:: What you are asked to do ::
Your output should be the lines from the start of the data through the line containing "understand stock keyboard", exactly and nothing more.

*** Extracted records ***

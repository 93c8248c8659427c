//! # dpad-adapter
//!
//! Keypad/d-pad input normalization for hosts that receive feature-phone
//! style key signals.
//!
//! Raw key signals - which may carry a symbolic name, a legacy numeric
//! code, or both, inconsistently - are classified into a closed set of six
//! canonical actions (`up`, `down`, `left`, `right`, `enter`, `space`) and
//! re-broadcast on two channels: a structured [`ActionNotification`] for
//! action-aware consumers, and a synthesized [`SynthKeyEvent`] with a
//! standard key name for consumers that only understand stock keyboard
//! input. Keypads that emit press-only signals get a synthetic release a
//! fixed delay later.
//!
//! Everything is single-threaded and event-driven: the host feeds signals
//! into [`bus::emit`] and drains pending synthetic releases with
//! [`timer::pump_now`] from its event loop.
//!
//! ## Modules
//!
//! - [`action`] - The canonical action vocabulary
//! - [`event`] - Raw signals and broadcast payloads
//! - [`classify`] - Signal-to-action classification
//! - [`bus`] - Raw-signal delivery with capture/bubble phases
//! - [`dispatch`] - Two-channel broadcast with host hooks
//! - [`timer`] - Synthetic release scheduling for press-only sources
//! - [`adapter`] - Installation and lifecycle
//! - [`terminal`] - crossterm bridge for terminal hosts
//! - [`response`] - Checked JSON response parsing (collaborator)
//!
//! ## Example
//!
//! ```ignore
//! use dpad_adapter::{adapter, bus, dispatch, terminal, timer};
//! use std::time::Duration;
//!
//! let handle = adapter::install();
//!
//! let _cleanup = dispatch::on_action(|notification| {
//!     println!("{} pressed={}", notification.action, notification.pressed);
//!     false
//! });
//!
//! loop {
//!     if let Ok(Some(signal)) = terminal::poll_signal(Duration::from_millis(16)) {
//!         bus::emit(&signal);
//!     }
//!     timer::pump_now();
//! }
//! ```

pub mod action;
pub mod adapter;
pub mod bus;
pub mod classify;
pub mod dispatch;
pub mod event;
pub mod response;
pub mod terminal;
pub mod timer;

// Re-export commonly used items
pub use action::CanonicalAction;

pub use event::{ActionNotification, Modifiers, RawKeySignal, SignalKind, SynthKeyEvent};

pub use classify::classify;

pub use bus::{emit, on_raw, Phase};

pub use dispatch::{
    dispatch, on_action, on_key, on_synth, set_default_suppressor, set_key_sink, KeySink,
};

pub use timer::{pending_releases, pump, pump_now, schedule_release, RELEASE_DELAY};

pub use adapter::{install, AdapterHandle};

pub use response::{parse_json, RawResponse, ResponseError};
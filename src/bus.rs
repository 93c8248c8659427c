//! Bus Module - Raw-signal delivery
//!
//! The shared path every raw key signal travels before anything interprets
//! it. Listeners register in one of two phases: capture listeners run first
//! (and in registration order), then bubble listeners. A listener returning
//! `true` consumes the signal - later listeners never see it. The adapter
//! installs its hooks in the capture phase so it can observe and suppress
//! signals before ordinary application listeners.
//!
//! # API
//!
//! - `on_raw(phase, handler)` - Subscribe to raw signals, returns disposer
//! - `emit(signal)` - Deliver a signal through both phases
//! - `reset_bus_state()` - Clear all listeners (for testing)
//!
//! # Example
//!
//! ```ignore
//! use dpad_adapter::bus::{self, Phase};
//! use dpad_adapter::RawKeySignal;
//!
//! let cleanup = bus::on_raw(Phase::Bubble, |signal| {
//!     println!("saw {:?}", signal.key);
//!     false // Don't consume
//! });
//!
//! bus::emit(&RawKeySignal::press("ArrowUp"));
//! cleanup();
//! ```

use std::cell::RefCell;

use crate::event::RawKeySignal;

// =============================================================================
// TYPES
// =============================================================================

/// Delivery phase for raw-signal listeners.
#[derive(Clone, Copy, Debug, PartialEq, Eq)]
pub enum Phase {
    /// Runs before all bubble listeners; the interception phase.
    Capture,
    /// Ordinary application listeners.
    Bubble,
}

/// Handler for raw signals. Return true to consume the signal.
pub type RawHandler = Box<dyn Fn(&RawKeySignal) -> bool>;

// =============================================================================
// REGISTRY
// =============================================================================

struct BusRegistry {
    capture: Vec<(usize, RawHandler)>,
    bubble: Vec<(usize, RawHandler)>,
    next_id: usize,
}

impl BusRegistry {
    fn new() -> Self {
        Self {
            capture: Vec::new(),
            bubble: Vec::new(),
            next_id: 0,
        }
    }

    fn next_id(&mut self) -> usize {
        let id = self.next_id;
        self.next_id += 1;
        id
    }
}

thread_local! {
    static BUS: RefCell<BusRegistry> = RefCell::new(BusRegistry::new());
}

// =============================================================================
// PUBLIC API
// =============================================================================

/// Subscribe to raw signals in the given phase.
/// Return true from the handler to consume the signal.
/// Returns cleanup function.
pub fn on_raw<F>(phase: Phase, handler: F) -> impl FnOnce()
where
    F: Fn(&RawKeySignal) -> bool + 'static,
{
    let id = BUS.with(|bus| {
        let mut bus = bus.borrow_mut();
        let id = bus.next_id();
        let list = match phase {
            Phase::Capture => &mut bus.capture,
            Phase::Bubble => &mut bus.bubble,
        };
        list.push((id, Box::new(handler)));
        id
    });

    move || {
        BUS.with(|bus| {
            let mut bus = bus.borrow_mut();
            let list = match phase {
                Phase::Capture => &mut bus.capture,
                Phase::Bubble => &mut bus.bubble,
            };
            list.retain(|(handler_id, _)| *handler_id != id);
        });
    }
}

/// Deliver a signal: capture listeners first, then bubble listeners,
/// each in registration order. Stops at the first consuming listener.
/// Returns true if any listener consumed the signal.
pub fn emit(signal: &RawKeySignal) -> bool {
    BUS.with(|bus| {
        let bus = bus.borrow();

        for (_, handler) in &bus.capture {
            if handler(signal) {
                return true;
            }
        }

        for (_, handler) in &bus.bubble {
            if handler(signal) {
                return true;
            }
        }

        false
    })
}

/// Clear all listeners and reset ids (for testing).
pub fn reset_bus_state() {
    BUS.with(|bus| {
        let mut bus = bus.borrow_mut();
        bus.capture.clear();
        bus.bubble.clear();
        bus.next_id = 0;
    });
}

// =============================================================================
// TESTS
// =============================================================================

*** End of Extracted records ***

:: Response area ::
repository 93c8248c8659427c
//! # dpad-adapter
//!
//! Keypad/d-pad input normalization for hosts that receive feature-phone
//! style key signals.
//!
//! Raw key signals - which may carry a symbolic name, a legacy numeric
//! code, or both, inconsistently - are classified into a closed set of six
//! canonical actions (`up`, `down`, `left`, `right`, `enter`, `space`) and
//! re-broadcast on two channels: a structured [`ActionNotification`] for
//! action-aware consumers, and a synthesized [`SynthKeyEvent`] with a
//! standard key name for consumers that only understand stock keyboard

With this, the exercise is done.